沈昭不禁脊背生寒,哽在喉间的话绕了几圈仍吐不出口,她从未见过他如此模样。
他的影子慢慢覆上她的裙裾,眼中翻涌的暗潮,似乎要将她吞没,拆骨入腹。
沈昭不由得退后半步,试探道:“谢珩?”
她下意识转身去躲,却被他强有力的大手扼住薄肩,猛地向后一拉,她跌入他的怀中,被他狠狠扔在床榻上。
谢珩俯身而下,双膝卡在她腿侧,逼得她动弹不得:“沈昭,你若喜欢,全长安的玉郎任你挑选,”他一把扣住她的手腕强横地按在榻上,“但你每日最先和最后见的,必须是我。
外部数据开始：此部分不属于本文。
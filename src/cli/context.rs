//! Per-invocation command context
//!
//! Built once from the global flags and the settings file, then handed to
//! the command. Nothing in it changes while the command runs.

use std::path::PathBuf;
use std::time::Duration;

use anyhow::{bail, Context, Result};
use tracing::debug;

use crate::apply::{ApplyTarget, BackupWriter};
use crate::remote::{ClickUpApi, ClientConfig, RemoteClient};
use crate::storage::{Config, ConfigStore};

/// Global flags that shape the context
#[derive(Debug, Clone)]
pub struct GlobalOptions {
    pub config_path: Option<PathBuf>,
    pub api_url: String,
    pub throttle: Duration,
}

impl GlobalOptions {
    /// The settings store at the overridden or default location
    pub fn store(&self) -> Result<ConfigStore> {
        let path = match &self.config_path {
            Some(path) => path.clone(),
            None => ConfigStore::default_path()?,
        };
        Ok(ConfigStore::new(path))
    }
}

pub struct CommandContext {
    store: ConfigStore,
    config: Config,
    api: ClickUpApi,
    throttle: Duration,
}

impl CommandContext {
    /// Loads settings and builds the authenticated API client
    pub fn load(options: &GlobalOptions) -> Result<Self> {
        let store = options.store()?;
        let config = store.read()?;

        if !config.has_token() {
            bail!(
                "No API token configured in {}. Run `task config --token <token>` first",
                store.path().display()
            );
        }

        let client_config = ClientConfig::default().with_base_url(options.api_url.clone());
        let client = RemoteClient::new(config.token.clone(), client_config)
            .context("Failed to set up the API client")?;
        debug!(base_url = %client.base_url(), "API client ready");

        Ok(Self {
            store,
            config,
            api: ClickUpApi::new(client),
            throttle: options.throttle,
        })
    }

    pub fn api(&self) -> &ClickUpApi {
        &self.api
    }

    pub fn throttle(&self) -> Duration {
        self.throttle
    }

    /// Explicit id, else the configured default
    pub fn workspace_id(&self, explicit: Option<String>) -> Result<String> {
        resolve(explicit, &self.config.default_workspace, "workspace", "--workspace")
    }

    pub fn space_id(&self, explicit: Option<String>) -> Result<String> {
        resolve(explicit, &self.config.default_space, "space", "--space")
    }

    pub fn list_id(&self, explicit: Option<String>) -> Result<String> {
        resolve(explicit, &self.config.default_list, "list", "--list")
    }

    /// Default space and list, for apply and export
    pub fn target(&self) -> ApplyTarget {
        ApplyTarget {
            space_id: self.config.default_space.clone(),
            list_id: self.config.default_list.clone(),
        }
    }

    pub fn backups(&self) -> BackupWriter {
        BackupWriter::new(self.store.backups_dir())
    }
}

fn resolve(
    explicit: Option<String>,
    default: &Option<String>,
    what: &str,
    flag: &str,
) -> Result<String> {
    match explicit.or_else(|| default.clone()) {
        Some(id) if !id.trim().is_empty() => Ok(id),
        _ => bail!(
            "No {what} specified. Pass {flag} or set a default with `task config {flag} <id>`"
        ),
    }
}
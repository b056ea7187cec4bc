//! Output formatting for CLI commands

use colored::Colorize;
use serde::Serialize;

/// Output format
#[derive(Debug, Clone, Copy, PartialEq, Eq, Default, clap::ValueEnum)]
pub enum OutputFormat {
    #[default]
    Text,
    Json,
}

/// Output helper for consistent formatting
///
/// Results go to stdout; warnings go to stderr so that JSON
/// output stays parseable.
pub struct Output {
    format: OutputFormat,
}

impl Output {
    pub fn new(format: OutputFormat) -> Self {
        Self { format }
    }

    /// Prints a success message
    pub fn success(&self, message: &str) {
        match self.format {
            OutputFormat::Text => println!("{}", message.green()),
            OutputFormat::Json => {
                println!(
                    "{}",
                    serde_json::json!({
                        "success": true,
                        "message": message
                    })
                );
            }
        }
    }

    /// Prints a warning (text only, to stderr)
    pub fn warning(&self, message: &str) {
        if self.is_text() {
            eprintln!("{} {}", "Warning:".yellow(), message);
        }
    }

    /// Prints structured data
    pub fn data<T: Serialize>(&self, data: &T) {
        match self.format {
            OutputFormat::Text => {
                if let Ok(json) = serde_json::to_string_pretty(data) {
                    println!("{}", json);
                }
            }
            OutputFormat::Json => {
                if let Ok(json) = serde_json::to_string(data) {
                    println!("{}", json);
                }
            }
        }
    }

    /// Returns true if using JSON format
    pub fn is_json(&self) -> bool {
        self.format == OutputFormat::Json
    }

    /// Returns true if using text format
    pub fn is_text(&self) -> bool {
        self.format == OutputFormat::Text
    }
}
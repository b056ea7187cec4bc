//! Typed remote endpoints
//!
//! [`TaskApi`] is the seam everything above the HTTP layer is written
//! against: [`ClickUpApi`] maps each method to one REST endpoint, and tests
//! substitute an in-memory implementation.

use async_trait::async_trait;
use chrono::NaiveDate;
use reqwest::Method;
use serde::Serialize;
use serde_json::{json, Value};

use super::client::RemoteClient;
use super::error::{RemoteError, Result};
use super::schema::{
    ListsEnvelope, SpacesEnvelope, StatusesEnvelope, SubtasksEnvelope, TagsEnvelope, TaskRecord,
    TaskReply, TasksEnvelope, TeamsEnvelope,
};
use crate::domain::{List, Space, Status, Tag, Task, Workspace};

/// Query used for list listings: one page including closed tasks and subtasks, newest first
const LIST_TASKS_QUERY: [(&str, &str); 4] = [
    ("subtasks", "true"),
    ("include_closed", "true"),
    ("order_by", "created"),
    ("reverse", "true"),
];

/// Payload for creating a task
#[derive(Debug, Clone, Default, PartialEq, Eq, Serialize)]
pub struct NewTask {
    pub name: String,

    #[serde(skip_serializing_if = "Option::is_none")]
    pub description: Option<String>,

    /// Ordinal 1..=4
    #[serde(skip_serializing_if = "Option::is_none")]
    pub priority: Option<u8>,

    #[serde(skip_serializing_if = "Option::is_none")]
    pub status: Option<String>,

    /// Epoch milliseconds
    #[serde(skip_serializing_if = "Option::is_none")]
    pub due_date: Option<i64>,

    #[serde(skip_serializing_if = "Option::is_none")]
    pub parent: Option<String>,

    #[serde(skip_serializing_if = "Vec::is_empty")]
    pub tags: Vec<String>,
}

impl NewTask {
    pub fn new(name: impl Into<String>) -> Self {
        Self {
            name: name.into(),
            ..Default::default()
        }
    }
}

/// Partial task update; absent fields are left untouched
#[derive(Debug, Clone, Default, PartialEq, Eq, Serialize)]
pub struct TaskUpdate {
    #[serde(skip_serializing_if = "Option::is_none")]
    pub name: Option<String>,

    #[serde(skip_serializing_if = "Option::is_none")]
    pub description: Option<String>,

    #[serde(skip_serializing_if = "Option::is_none")]
    pub priority: Option<u8>,

    #[serde(skip_serializing_if = "Option::is_none")]
    pub status: Option<String>,

    #[serde(skip_serializing_if = "Option::is_none")]
    pub due_date: Option<i64>,

    #[serde(skip_serializing_if = "Option::is_none")]
    pub tags: Option<Vec<String>>,
}

impl TaskUpdate {
    pub fn is_empty(&self) -> bool {
        self == &TaskUpdate::default()
    }
}

/// Payload for creating or replacing a list status
#[derive(Debug, Clone, PartialEq, Eq, Serialize)]
pub struct StatusSpec {
    #[serde(rename = "status")]
    pub name: String,

    #[serde(skip_serializing_if = "Option::is_none")]
    pub color: Option<String>,

    #[serde(rename = "orderindex", skip_serializing_if = "Option::is_none")]
    pub order: Option<i64>,
}

/// Converts an ISO `YYYY-MM-DD` date to epoch milliseconds at UTC midnight
pub fn due_date_millis(date: &str) -> Option<i64> {
    let date = NaiveDate::parse_from_str(date.trim(), "%Y-%m-%d").ok()?;
    Some(date.and_hms_opt(0, 0, 0)?.and_utc().timestamp_millis())
}

#[async_trait]
pub trait TaskApi: Send + Sync {
    /// All tasks of a list, subtasks included, in one call
    async fn list_tasks(&self, list_id: &str) -> Result<Vec<Task>>;

    async fn get_task(&self, task_id: &str) -> Result<Task>;

    /// Direct subtasks of a task
    async fn list_subtasks(&self, task_id: &str) -> Result<Vec<Task>>;

    async fn create_task(&self, list_id: &str, task: &NewTask) -> Result<Task>;

    async fn update_task(&self, task_id: &str, update: &TaskUpdate) -> Result<Task>;

    async fn delete_task(&self, task_id: &str) -> Result<()>;

    async fn list_statuses(&self, list_id: &str) -> Result<Vec<Status>>;

    async fn create_status(&self, list_id: &str, status: &StatusSpec) -> Result<()>;

    /// Replaces the status currently named `name`
    async fn update_status(&self, list_id: &str, name: &str, status: &StatusSpec) -> Result<()>;

    async fn delete_status(&self, list_id: &str, name: &str) -> Result<()>;

    async fn list_tags(&self, space_id: &str) -> Result<Vec<Tag>>;

    async fn create_tag(&self, space_id: &str, tag: &Tag) -> Result<()>;

    async fn delete_tag(&self, space_id: &str, name: &str) -> Result<()>;

    async fn workspaces(&self) -> Result<Vec<Workspace>>;

    async fn spaces(&self, workspace_id: &str) -> Result<Vec<Space>>;

    async fn lists(&self, space_id: &str) -> Result<Vec<List>>;
}

/// [`TaskApi`] over the ClickUp v2 REST API
pub struct ClickUpApi {
    client: RemoteClient,
}

impl ClickUpApi {
    pub fn new(client: RemoteClient) -> Self {
        Self { client }
    }

    fn to_body<T: Serialize>(value: &T) -> Result<Value> {
        serde_json::to_value(value).map_err(|e| RemoteError::BuildError(e.to_string()))
    }
}

fn segment(name: &str) -> String {
    urlencoding::encode(name).into_owned()
}

#[async_trait]
impl TaskApi for ClickUpApi {
    async fn list_tasks(&self, list_id: &str) -> Result<Vec<Task>> {
        let envelope: TasksEnvelope = self
            .client
            .send_as(
                Method::GET,
                &format!("list/{}/task", segment(list_id)),
                &LIST_TASKS_QUERY,
                None,
            )
            .await?;
        Ok(envelope.tasks.into_iter().map(Task::from).collect())
    }

    async fn get_task(&self, task_id: &str) -> Result<Task> {
        let record: TaskRecord = self
            .client
            .send_as(
                Method::GET,
                &format!("task/{}", segment(task_id)),
                &[("include_subtasks", "true")],
                None,
            )
            .await?;
        Ok(record.into())
    }

    async fn list_subtasks(&self, task_id: &str) -> Result<Vec<Task>> {
        let envelope: SubtasksEnvelope = self
            .client
            .send_as(
                Method::GET,
                &format!("task/{}/subtask", segment(task_id)),
                &[],
                None,
            )
            .await?;
        Ok(envelope.into_tasks().into_iter().map(Task::from).collect())
    }

    async fn create_task(&self, list_id: &str, task: &NewTask) -> Result<Task> {
        let body = Self::to_body(task)?;
        let reply: TaskReply = self
            .client
            .send_as(
                Method::POST,
                &format!("list/{}/task", segment(list_id)),
                &[],
                Some(&body),
            )
            .await?;
        Ok(reply.into())
    }

    async fn update_task(&self, task_id: &str, update: &TaskUpdate) -> Result<Task> {
        let body = Self::to_body(update)?;
        let reply: TaskReply = self
            .client
            .send_as(
                Method::PUT,
                &format!("task/{}", segment(task_id)),
                &[],
                Some(&body),
            )
            .await?;
        Ok(reply.into())
    }

    async fn delete_task(&self, task_id: &str) -> Result<()> {
        self.client
            .request(Method::DELETE, &format!("task/{}", segment(task_id)), None)
            .await?;
        Ok(())
    }

    async fn list_statuses(&self, list_id: &str) -> Result<Vec<Status>> {
        let envelope: StatusesEnvelope = self
            .client
            .send_as(
                Method::GET,
                &format!("list/{}/status", segment(list_id)),
                &[],
                None,
            )
            .await?;
        Ok(envelope.statuses.into_iter().map(Status::from).collect())
    }

    async fn create_status(&self, list_id: &str, status: &StatusSpec) -> Result<()> {
        let body = Self::to_body(status)?;
        self.client
            .request(
                Method::POST,
                &format!("list/{}/status", segment(list_id)),
                Some(&body),
            )
            .await?;
        Ok(())
    }

    async fn update_status(&self, list_id: &str, name: &str, status: &StatusSpec) -> Result<()> {
        let body = Self::to_body(status)?;
        self.client
            .request(
                Method::PUT,
                &format!("list/{}/status/{}", segment(list_id), segment(name)),
                Some(&body),
            )
            .await?;
        Ok(())
    }

    async fn delete_status(&self, list_id: &str, name: &str) -> Result<()> {
        self.client
            .request(
                Method::DELETE,
                &format!("list/{}/status/{}", segment(list_id), segment(name)),
                None,
            )
            .await?;
        Ok(())
    }

    async fn list_tags(&self, space_id: &str) -> Result<Vec<Tag>> {
        let envelope: TagsEnvelope = self
            .client
            .send_as(
                Method::GET,
                &format!("space/{}/tag", segment(space_id)),
                &[],
                None,
            )
            .await?;
        Ok(envelope.tags.into_iter().map(Tag::from).collect())
    }

    async fn create_tag(&self, space_id: &str, tag: &Tag) -> Result<()> {
        let body = json!({
            "tag": {
                "name": tag.name,
                "tag_bg": tag.bg_color,
                "tag_fg": tag.fg_color,
            }
        });
        self.client
            .request(
                Method::POST,
                &format!("space/{}/tag", segment(space_id)),
                Some(&body),
            )
            .await?;
        Ok(())
    }

    async fn delete_tag(&self, space_id: &str, name: &str) -> Result<()> {
        self.client
            .request(
                Method::DELETE,
                &format!("space/{}/tag/{}", segment(space_id), segment(name)),
                None,
            )
            .await?;
        Ok(())
    }

    async fn workspaces(&self) -> Result<Vec<Workspace>> {
        let envelope: TeamsEnvelope = self.client.send_as(Method::GET, "team", &[], None).await?;
        Ok(envelope.teams.into_iter().map(Workspace::from).collect())
    }

    async fn spaces(&self, workspace_id: &str) -> Result<Vec<Space>> {
        let envelope: SpacesEnvelope = self
            .client
            .send_as(
                Method::GET,
                &format!("team/{}/space", segment(workspace_id)),
                &[],
                None,
            )
            .await?;
        Ok(envelope.spaces.into_iter().map(Space::from).collect())
    }

    async fn lists(&self, space_id: &str) -> Result<Vec<List>> {
        let envelope: ListsEnvelope = self
            .client
            .send_as(
                Method::GET,
                &format!("space/{}/list", segment(space_id)),
                &[],
                None,
            )
            .await?;
        Ok(envelope.lists.into_iter().map(List::from).collect())
    }
}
”
他扯着她衣襟的系带,对上她迷蒙带着潮气的眼眸,眼底涌上一股暗色。
雪白的肩颈因他的蛮横轻轻颤抖,他低头咬上她的唇,霸道又蛮横,留下斑斑红痕。
她颈侧的肌肤骤然缩紧,像被火舌燎过般,潮湿灼热。
他的唇舌若有似无地擦过她颈上的脉络,激得她浑身一僵,仿佛连那跃动的脉搏都被他衔在唇间把玩,始终不松开。
他的手指沿着她身下的软肉,一路旖旎向上,拉扯成一线,他俯在她耳畔:“你也很想我对么?”
沈昭被他欺得泪眼莹润,紧咬着唇,甫一开口的瞬间,又正中他的欲念,以吻封缄,掩住她喉中难以自抑的呜咽。
她奋力挣扎却被他制住手腕,两人气息交织在咫尺之间。